> Aim of the task:
Copy each line below that has "PathBuf".

-- Opening Marker --

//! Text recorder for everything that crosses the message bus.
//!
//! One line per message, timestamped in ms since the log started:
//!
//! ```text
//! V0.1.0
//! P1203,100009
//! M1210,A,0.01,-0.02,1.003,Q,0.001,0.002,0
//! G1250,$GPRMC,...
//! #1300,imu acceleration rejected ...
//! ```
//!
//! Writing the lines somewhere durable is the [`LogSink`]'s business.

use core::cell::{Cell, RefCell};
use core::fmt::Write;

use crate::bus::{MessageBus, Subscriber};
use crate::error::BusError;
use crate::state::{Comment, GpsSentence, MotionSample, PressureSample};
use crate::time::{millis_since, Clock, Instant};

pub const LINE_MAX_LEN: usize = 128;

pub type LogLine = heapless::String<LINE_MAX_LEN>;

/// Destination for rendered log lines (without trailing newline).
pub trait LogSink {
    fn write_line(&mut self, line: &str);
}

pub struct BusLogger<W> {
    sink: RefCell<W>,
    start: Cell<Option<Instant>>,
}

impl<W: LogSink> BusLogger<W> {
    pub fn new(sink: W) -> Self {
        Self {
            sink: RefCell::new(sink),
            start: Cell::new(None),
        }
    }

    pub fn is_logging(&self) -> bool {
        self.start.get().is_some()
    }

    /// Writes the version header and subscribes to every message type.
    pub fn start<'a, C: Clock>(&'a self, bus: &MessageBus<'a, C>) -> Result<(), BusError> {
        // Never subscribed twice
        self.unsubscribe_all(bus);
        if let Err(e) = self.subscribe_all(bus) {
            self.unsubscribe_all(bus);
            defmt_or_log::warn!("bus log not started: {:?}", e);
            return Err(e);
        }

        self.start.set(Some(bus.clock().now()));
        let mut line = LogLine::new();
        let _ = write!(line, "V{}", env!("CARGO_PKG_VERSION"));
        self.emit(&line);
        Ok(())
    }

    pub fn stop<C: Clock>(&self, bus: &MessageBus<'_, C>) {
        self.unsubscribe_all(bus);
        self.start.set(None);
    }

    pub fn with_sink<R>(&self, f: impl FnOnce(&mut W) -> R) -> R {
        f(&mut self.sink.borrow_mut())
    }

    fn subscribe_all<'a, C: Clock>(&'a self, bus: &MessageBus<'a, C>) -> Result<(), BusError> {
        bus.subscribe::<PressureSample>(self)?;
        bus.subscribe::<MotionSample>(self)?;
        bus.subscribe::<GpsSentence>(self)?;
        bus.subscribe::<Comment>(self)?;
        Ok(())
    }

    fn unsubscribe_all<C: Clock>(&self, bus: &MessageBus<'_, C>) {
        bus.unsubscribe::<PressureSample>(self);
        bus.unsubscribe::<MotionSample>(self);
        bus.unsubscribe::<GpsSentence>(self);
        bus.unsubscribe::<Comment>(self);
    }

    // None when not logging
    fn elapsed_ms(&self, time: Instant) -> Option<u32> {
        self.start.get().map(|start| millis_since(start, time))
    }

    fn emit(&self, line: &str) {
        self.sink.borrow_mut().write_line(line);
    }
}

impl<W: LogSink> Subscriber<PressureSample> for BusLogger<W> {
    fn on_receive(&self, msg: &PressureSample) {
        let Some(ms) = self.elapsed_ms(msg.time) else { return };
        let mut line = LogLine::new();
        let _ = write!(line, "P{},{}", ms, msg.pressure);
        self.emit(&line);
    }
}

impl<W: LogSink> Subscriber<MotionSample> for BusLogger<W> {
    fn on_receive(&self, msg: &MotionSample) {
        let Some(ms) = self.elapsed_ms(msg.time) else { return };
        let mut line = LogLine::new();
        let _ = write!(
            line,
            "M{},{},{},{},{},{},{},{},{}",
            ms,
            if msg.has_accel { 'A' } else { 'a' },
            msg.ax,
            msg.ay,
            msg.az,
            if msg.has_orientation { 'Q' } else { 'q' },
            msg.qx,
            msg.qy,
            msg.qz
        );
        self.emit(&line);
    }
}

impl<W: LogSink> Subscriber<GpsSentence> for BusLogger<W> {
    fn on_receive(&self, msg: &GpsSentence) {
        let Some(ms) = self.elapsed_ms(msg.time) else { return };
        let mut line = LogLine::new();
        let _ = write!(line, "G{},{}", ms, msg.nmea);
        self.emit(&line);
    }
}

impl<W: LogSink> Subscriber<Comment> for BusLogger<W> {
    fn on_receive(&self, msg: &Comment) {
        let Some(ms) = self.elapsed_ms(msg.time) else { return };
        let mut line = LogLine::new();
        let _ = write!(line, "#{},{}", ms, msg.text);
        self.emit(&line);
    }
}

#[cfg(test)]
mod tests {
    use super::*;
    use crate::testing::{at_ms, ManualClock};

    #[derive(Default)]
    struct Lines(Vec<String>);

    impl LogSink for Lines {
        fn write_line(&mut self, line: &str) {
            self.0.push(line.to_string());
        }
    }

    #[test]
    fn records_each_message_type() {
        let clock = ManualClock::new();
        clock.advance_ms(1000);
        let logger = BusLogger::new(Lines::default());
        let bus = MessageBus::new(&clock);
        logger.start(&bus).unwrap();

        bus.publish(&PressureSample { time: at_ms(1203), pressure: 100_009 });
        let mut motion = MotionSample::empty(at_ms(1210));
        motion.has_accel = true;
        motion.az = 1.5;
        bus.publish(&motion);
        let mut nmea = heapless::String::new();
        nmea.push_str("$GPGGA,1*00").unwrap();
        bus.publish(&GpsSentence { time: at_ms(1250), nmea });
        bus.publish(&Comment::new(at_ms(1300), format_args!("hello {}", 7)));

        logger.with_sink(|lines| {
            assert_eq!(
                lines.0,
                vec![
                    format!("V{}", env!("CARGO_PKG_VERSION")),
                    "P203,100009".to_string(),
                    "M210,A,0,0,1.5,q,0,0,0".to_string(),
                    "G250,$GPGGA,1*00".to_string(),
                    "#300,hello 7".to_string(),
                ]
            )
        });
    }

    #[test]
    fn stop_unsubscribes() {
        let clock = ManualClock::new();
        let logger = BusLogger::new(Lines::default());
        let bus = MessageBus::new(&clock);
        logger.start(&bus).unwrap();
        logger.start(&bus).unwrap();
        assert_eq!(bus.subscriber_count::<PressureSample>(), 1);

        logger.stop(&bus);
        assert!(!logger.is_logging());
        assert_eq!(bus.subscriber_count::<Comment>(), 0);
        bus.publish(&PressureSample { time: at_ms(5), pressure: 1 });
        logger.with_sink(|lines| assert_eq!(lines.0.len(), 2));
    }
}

-- Closing Marker --
-- Opening Marker --

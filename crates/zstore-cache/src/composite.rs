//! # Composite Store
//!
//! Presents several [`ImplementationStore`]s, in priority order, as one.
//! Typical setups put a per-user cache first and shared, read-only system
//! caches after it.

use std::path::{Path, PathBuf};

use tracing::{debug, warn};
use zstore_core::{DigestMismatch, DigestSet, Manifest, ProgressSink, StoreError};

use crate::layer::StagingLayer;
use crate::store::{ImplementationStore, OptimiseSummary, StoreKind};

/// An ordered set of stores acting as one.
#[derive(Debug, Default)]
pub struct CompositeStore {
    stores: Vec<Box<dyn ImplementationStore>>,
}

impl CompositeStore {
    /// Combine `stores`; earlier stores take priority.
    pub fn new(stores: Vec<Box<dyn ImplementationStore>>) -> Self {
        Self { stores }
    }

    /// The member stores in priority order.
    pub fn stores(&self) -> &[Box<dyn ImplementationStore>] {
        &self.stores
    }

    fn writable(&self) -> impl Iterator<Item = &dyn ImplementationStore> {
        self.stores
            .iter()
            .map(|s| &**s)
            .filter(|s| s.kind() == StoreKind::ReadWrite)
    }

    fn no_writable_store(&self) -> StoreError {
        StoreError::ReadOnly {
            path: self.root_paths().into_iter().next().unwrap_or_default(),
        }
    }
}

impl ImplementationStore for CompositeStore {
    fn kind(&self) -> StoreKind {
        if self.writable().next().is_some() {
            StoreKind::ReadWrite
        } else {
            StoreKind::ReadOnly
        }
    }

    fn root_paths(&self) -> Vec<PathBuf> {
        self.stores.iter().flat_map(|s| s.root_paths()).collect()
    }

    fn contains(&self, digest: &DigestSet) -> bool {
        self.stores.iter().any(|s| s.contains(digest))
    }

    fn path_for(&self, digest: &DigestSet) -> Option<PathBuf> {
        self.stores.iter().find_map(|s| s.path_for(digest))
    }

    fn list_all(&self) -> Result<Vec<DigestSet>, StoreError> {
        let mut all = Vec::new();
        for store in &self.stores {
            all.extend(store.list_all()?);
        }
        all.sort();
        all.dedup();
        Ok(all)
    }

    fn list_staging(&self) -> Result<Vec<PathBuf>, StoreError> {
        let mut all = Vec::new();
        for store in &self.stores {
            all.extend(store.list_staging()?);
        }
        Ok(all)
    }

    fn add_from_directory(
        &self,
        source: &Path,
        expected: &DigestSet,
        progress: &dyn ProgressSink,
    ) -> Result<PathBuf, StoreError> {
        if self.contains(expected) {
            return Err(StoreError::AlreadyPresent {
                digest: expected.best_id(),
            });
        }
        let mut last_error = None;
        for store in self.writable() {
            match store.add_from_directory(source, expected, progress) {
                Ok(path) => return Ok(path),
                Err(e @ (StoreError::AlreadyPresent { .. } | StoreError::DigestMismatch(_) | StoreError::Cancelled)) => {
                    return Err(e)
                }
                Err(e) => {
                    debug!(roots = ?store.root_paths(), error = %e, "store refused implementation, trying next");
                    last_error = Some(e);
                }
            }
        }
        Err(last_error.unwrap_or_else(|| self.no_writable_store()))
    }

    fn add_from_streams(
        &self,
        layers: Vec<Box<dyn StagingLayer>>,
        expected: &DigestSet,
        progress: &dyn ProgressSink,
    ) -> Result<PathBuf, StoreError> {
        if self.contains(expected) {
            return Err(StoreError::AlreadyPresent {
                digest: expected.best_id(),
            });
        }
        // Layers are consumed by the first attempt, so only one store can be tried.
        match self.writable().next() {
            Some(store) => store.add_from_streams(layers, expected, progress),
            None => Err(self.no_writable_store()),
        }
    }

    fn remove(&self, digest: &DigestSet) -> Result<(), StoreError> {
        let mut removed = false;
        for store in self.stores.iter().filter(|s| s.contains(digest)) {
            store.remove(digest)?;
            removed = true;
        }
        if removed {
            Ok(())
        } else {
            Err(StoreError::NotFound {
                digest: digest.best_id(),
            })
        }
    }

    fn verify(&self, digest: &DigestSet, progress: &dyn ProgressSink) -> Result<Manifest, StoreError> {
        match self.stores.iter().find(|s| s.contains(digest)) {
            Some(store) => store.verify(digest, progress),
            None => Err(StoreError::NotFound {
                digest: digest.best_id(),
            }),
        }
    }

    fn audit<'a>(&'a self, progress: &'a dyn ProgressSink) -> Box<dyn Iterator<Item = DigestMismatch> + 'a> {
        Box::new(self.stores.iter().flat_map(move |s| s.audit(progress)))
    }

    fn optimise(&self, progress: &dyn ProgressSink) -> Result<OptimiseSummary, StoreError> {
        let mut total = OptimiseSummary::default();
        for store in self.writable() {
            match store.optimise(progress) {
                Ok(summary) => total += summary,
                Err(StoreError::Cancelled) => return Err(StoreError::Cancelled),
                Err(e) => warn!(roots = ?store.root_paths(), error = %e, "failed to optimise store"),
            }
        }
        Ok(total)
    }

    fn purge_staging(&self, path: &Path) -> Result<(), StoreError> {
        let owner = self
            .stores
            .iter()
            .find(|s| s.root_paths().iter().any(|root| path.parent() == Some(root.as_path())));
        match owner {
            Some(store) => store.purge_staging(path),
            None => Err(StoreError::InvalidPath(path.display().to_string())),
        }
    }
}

-- Closing Marker --
-- Opening Marker --

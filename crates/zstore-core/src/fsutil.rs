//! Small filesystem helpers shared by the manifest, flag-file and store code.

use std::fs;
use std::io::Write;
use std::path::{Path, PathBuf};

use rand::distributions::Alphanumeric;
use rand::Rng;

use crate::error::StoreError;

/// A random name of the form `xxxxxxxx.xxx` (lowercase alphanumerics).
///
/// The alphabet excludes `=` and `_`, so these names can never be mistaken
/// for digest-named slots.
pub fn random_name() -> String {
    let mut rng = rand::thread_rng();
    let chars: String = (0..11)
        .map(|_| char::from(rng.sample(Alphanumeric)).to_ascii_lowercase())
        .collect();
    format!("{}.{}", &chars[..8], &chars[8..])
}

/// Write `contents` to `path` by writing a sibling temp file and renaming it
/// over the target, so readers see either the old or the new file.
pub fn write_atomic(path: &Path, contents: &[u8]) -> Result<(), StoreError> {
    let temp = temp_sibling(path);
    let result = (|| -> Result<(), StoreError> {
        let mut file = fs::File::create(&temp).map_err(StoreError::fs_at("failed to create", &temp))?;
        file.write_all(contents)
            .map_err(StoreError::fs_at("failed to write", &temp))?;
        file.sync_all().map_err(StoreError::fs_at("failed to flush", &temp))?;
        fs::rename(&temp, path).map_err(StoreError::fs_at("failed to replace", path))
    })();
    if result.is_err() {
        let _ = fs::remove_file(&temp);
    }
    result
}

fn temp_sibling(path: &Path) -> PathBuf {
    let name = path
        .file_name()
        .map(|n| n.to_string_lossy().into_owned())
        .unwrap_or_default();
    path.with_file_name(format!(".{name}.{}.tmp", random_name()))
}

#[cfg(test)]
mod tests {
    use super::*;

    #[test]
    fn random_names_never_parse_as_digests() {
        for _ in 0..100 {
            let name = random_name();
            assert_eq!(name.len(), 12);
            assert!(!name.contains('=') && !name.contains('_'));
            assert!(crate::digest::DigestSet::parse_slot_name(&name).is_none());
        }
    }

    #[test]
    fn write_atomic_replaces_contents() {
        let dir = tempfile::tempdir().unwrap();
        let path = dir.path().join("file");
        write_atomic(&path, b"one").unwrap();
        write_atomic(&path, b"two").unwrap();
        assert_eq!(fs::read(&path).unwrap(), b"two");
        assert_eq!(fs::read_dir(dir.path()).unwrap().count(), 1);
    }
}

-- Closing Marker --

> Answer to the problem:
use std::path::{Path, PathBuf};
    fn root_paths(&self) -> Vec<PathBuf> {
    fn path_for(&self, digest: &DigestSet) -> Option<PathBuf> {
    fn list_staging(&self) -> Result<Vec<PathBuf>, StoreError> {
    ) -> Result<PathBuf, StoreError> {
    ) -> Result<PathBuf, StoreError> {
use std::path::{Path, PathBuf};
fn temp_sibling(path: &Path) -> PathBuf {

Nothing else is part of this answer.